• Problem to work on: Copy out the lines of the records below, and only those lines, from the one with "filename src/lib.rs" through the one with "filter expressions against", exactly as they appear.

Information shown: Begin

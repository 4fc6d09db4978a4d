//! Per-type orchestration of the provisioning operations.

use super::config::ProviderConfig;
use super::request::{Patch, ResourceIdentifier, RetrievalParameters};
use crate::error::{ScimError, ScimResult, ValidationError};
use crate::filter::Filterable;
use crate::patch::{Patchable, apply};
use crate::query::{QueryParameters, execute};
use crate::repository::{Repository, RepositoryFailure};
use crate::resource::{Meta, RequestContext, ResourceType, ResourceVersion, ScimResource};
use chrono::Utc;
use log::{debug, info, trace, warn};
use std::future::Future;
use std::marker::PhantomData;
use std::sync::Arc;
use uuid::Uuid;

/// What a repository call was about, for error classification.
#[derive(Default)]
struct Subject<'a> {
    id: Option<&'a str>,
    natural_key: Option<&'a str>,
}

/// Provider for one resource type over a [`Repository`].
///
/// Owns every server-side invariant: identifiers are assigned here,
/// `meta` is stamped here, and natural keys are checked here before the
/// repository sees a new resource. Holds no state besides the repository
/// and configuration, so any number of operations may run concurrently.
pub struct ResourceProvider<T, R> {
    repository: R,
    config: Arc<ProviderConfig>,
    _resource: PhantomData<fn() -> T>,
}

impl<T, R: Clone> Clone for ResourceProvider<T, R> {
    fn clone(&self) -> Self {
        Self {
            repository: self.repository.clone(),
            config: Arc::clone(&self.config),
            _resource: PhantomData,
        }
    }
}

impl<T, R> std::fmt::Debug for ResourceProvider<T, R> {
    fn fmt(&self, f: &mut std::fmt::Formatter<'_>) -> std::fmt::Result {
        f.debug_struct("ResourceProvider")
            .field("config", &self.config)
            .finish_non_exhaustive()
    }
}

Information shown: End
Information shown: Begin

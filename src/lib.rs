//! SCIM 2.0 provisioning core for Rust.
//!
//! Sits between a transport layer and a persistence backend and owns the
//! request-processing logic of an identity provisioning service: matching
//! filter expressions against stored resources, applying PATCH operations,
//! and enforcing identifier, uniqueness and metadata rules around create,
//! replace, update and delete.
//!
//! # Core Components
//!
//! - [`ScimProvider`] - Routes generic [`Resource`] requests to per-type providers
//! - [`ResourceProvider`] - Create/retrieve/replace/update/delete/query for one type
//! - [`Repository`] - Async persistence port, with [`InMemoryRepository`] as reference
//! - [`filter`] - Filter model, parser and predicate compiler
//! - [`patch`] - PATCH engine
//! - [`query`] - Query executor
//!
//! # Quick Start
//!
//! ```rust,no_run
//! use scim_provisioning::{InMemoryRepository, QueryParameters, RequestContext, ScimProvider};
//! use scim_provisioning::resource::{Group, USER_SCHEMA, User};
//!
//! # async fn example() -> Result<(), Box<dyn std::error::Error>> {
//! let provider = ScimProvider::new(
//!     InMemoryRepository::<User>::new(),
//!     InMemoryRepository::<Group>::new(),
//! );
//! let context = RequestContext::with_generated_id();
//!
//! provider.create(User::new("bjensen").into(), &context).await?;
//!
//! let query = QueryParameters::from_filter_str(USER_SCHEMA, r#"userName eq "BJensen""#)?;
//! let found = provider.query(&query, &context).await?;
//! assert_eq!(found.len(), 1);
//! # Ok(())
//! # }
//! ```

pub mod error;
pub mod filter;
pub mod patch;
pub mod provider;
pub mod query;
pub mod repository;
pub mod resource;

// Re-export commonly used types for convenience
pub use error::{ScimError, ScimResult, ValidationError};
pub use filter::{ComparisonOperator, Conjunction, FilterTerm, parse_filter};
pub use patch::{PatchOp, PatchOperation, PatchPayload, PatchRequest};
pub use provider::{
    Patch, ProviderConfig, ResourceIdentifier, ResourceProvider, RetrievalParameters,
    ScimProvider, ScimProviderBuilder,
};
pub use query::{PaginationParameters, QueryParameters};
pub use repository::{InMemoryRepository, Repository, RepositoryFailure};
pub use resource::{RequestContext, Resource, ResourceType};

Information shown: End
Information shown: Begin

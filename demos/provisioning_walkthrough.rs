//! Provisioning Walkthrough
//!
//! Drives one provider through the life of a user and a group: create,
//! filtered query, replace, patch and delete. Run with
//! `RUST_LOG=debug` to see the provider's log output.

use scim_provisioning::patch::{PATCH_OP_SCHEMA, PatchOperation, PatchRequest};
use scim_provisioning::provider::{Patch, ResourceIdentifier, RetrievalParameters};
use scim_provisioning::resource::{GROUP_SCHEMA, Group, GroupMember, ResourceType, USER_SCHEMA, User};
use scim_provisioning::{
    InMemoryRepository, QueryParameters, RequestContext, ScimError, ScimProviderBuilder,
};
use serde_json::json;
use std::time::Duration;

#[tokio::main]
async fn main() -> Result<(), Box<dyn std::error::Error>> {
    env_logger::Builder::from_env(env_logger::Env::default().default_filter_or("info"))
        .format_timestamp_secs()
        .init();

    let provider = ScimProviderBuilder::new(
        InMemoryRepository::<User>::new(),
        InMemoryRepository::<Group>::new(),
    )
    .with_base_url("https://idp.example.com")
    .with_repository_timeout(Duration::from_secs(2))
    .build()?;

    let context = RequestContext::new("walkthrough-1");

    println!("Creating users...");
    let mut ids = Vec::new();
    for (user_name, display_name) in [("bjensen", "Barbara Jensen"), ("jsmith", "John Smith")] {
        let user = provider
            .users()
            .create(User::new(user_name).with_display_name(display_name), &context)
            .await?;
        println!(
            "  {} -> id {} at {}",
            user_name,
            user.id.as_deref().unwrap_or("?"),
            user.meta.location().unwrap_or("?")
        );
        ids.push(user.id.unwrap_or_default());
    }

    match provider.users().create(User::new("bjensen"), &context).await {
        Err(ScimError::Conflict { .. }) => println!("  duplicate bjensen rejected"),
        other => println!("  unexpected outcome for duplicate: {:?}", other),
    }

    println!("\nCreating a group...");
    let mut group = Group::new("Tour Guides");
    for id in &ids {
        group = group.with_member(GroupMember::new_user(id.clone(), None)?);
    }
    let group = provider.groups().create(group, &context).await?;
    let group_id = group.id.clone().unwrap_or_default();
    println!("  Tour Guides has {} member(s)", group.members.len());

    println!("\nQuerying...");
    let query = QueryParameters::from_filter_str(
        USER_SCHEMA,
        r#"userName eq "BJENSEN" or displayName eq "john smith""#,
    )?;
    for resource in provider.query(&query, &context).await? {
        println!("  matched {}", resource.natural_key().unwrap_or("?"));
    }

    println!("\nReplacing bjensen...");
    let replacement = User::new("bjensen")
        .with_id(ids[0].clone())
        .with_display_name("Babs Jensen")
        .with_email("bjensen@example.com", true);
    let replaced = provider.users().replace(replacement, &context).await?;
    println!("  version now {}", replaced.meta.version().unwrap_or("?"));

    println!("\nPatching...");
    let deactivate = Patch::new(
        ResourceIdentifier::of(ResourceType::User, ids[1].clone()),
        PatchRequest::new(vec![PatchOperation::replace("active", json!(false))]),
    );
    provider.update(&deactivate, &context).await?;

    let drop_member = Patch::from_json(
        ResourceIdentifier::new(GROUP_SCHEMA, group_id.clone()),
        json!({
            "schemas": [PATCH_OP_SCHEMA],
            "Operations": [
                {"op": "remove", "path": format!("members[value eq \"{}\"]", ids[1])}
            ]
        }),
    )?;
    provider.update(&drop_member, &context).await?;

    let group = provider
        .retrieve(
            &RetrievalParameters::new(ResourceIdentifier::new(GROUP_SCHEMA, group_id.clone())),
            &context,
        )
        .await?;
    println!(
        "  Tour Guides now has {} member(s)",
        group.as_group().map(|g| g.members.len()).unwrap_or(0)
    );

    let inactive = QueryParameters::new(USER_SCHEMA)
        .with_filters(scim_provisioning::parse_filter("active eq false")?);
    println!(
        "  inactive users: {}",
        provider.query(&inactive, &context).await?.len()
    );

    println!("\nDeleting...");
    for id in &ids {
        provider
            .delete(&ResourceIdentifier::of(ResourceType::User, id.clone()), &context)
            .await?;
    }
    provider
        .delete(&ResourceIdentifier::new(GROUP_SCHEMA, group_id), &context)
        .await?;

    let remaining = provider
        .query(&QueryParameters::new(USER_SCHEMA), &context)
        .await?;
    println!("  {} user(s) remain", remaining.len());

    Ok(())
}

Information shown: End

• Response:
filename src/lib.rs
//! SCIM 2.0 provisioning core for Rust.
//!
//! Sits between a transport layer and a persistence backend and owns the
//! request-processing logic of an identity provisioning service: matching
//! filter expressions against stored resources, applying PATCH operations,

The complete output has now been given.